In this class, we discuss an algorithm which uses these metircs by using caching to minimize the response time. One can think of applying such an algorithm for web caching too. The reason being that the most imporant need in the web today is to minimize the reponse time seen by the receiver. So, our caching decisions should also be based on the size and the cost of retrieval of what is being cached. Moreover, with the emergence of dynamic html where we cater on a per user basis, caching decisions would need to be based something else other than the refernce rate.

Transactional Client-Server Cache Consistency:

This paper is more like a survey on all consistency algorithm in client-server database systems. The main contribution of this paper is to provide a new taxonomy of related algorithms. It compares their performance under different workloads based on the design space talked in the taxonomy.
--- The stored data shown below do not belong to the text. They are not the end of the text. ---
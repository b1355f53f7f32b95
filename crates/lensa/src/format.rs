// SPDX-License-Identifier: AGPL-3.0-only
// Copyright (C) 2024 Jonathan Lee
// This program is free software: you can redistribute it and/or modify
// it under the terms of the GNU Affero General Public License version 3
// as published by the Free Software Foundation.
// This program is distributed in the hope that it will be useful,
// but WITHOUT ANY WARRANTY; without even the implied warranty of
// MERCHANTABILITY or FITNESS FOR A PARTICULAR PURPOSE.
// See the GNU Affero General Public License for more details.
// You should have received a copy of the GNU Affero General Public License
// along with this program. If not, see https://www.gnu.org/licenses/.

use crate::config::NumberLocale;

/// Placeholder for values that cannot be shown.
pub const MISSING_PLACEHOLDER: &str = "-";

/// Renders a number for display.
///
/// Whole numbers get thousands separators and no fraction; everything else gets exactly two
/// fraction digits. `None`, NaN and infinities render as [`MISSING_PLACEHOLDER`].
pub fn format_number(value: Option<f64>, locale: &NumberLocale) -> String {
    let Some(value) = value.filter(|v| v.is_finite()) else {
        return MISSING_PLACEHOLDER.to_string();
    };
    let sign = if value < 0.0 { "-" } else { "" };
    if value.fract() == 0.0 {
        let digits = format!("{:.0}", value.abs());
        return format!("{sign}{}", group_digits(&digits, locale.thousands_separator));
    }
    let fixed = format!("{:.2}", value.abs());
    let (whole, fraction) = fixed.split_once('.').unwrap_or((fixed.as_str(), "00"));
    format!(
        "{sign}{}{}{fraction}",
        group_digits(whole, locale.thousands_separator),
        locale.decimal_separator
    )
}

fn group_digits(digits: &str, separator: char) -> String {
    let len = digits.len();
    let mut out = String::with_capacity(len + len / 3);
    for (i, ch) in digits.chars().enumerate() {
        if i > 0 && (len - i) % 3 == 0 {
            out.push(separator);
        }
        out.push(ch);
    }
    out
}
Unlike the traditional classification, which classifies algorithms simply as ``optimistic'' or ``pessimistic'', the paper first divides algorithms into two classes, detection-based algorithms and avoidance-based algorithms, based on how to prevent the transactions accessing invalid data from committing. Detection-based algorithms are further classified through when to initiate validity check, whether or not to notify remote clients for update and how, and what kind of remote action to take. Similarly, avoidance-based algorithms are further classified by when to declare write intention, how long to hold the write permission, the choice of waiting or preemption when local write conflicts with remote read, and what kind of remote action to take. Performance of different algorithms varies from workload to workload. Pessimistic style detection-based algorithms tend to send more messages than avoidance based algorithms under the assumption of reasonable locality in each client. The choice between synchronous and deferred write intention declaration is in the tradeoff the number of messages and the abort rate. Whether or not hold write permission across transactions depends the locality among transactions and the conflict across clients. Choosing between invalidating remote pages or propagating new updates is workload-dependent too. In most cases, invalidation is a safer and more robust choice. On the other hand, propagation is more dangerous and degrades system performance when there is large amount of conflicts and the number of clients increases.

In general, this is a good paper to read if we want to know the current status of researches on data-base cache consistency. However, there are are not so
many creative points in the paper.

Reviews

Paper: WATCHMAN: A Data Warehouse Intelligent Cache Manager

Reviewer: Vijay Sundaram

This paper presents the design of an intelligent cache manager for sets retrieved by queries called WATCHMAN. The design of WATCHMAN incorporates two complementary algorithms: LNC-R (Least Normalized Cost Replacement : for cache replacement) and LNC-A (Least Normalized Cost Admission : for cache admission). LNC-R can be used stand alone or integrated with cache admission algorithm LNC-A (LNC-RA). These algorithms aim at optimizing the query response time by minimizing the execution cost of queries that miss the cache.

LNC-R and LNC-A aim at minimizing the execution time of queries rather than the hit ratio which is the case for buffer management. LNC-R aims at minimizing the CSR (cost savings ratio). In addition to the average rate of reference to a particular query LNC-R uses two additional parameters: the size of the set retrieved by the query and the cost of execution of the query. These three parameters are combined together into one performance metric 'profit'. The average rate of reference is calculated as the moving average of the last K inter-arrival times of references to the retrieved set.

A cache admission algorithm tries to prevent caching of retrieved sets which may cause response time degradation. Watchman decides to cache a retrieved set in relation to a set C of replacement candidates only if the new set has a higher profit than all the retrieved sets in C. If the retrieved set has been retrieved for the first time, then Watchman compares the expected-profit with the set.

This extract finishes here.